--- Dataset entries ---
━━━━

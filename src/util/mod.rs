pub mod clock;
pub mod serde;
pub mod telemetry;

pub use self::clock::*;
pub use self::serde::*;
pub use self::telemetry::*;
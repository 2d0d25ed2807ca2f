use prost::Message;

use crate::record::Record;
use crate::ACCOUNT_ID_SPACE_ID;

/// The account a module instance was installed for. Written once by
/// `on_install`.
#[derive(Clone, PartialEq, Eq, Message)]
pub struct AccountId {
    #[prost(bytes = "vec", tag = "1")]
    pub value: Vec<u8>,
}

impl AccountId {
    pub fn new(value: Vec<u8>) -> Self {
        Self { value }
    }
}

impl Record for AccountId {
    const SPACE_ID: u32 = ACCOUNT_ID_SPACE_ID;
    const NAME: &'static str = "account id";
}
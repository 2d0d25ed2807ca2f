pub mod allow;
pub mod is_valid_operation;
pub mod lifecycle;
pub mod skip_entry_points;

pub use allow::*;
pub use is_valid_operation::*;
pub use lifecycle::*;
pub use skip_entry_points::*;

━━━━

--- What to do ---
This exercise asks for every line of the records to be repeated exactly.

--- Written answer ---
filename src/util/mod.rs
pub mod clock;
pub mod serde;
pub mod telemetry;

pub use self::clock::*;
pub use self::serde::*;
pub use self::telemetry::*;
repository 2d0d25ed2807ca2f
use prost::Message;

use crate::record::Record;
use crate::ACCOUNT_ID_SPACE_ID;

/// The account a module instance was installed for. Written once by
/// `on_install`.
#[derive(Clone, PartialEq, Eq, Message)]
pub struct AccountId {
    #[prost(bytes = "vec", tag = "1")]
    pub value: Vec<u8>,
}

impl AccountId {
    pub fn new(value: Vec<u8>) -> Self {
        Self { value }
    }
}

impl Record for AccountId {
    const SPACE_ID: u32 = ACCOUNT_ID_SPACE_ID;
    const NAME: &'static str = "account id";
}
repository 2d0d25ed2807ca2f
pub mod allow;
pub mod is_valid_operation;
pub mod lifecycle;
pub mod skip_entry_points;

pub use allow::*;
pub use is_valid_operation::*;
pub use lifecycle::*;
pub use skip_entry_points::*;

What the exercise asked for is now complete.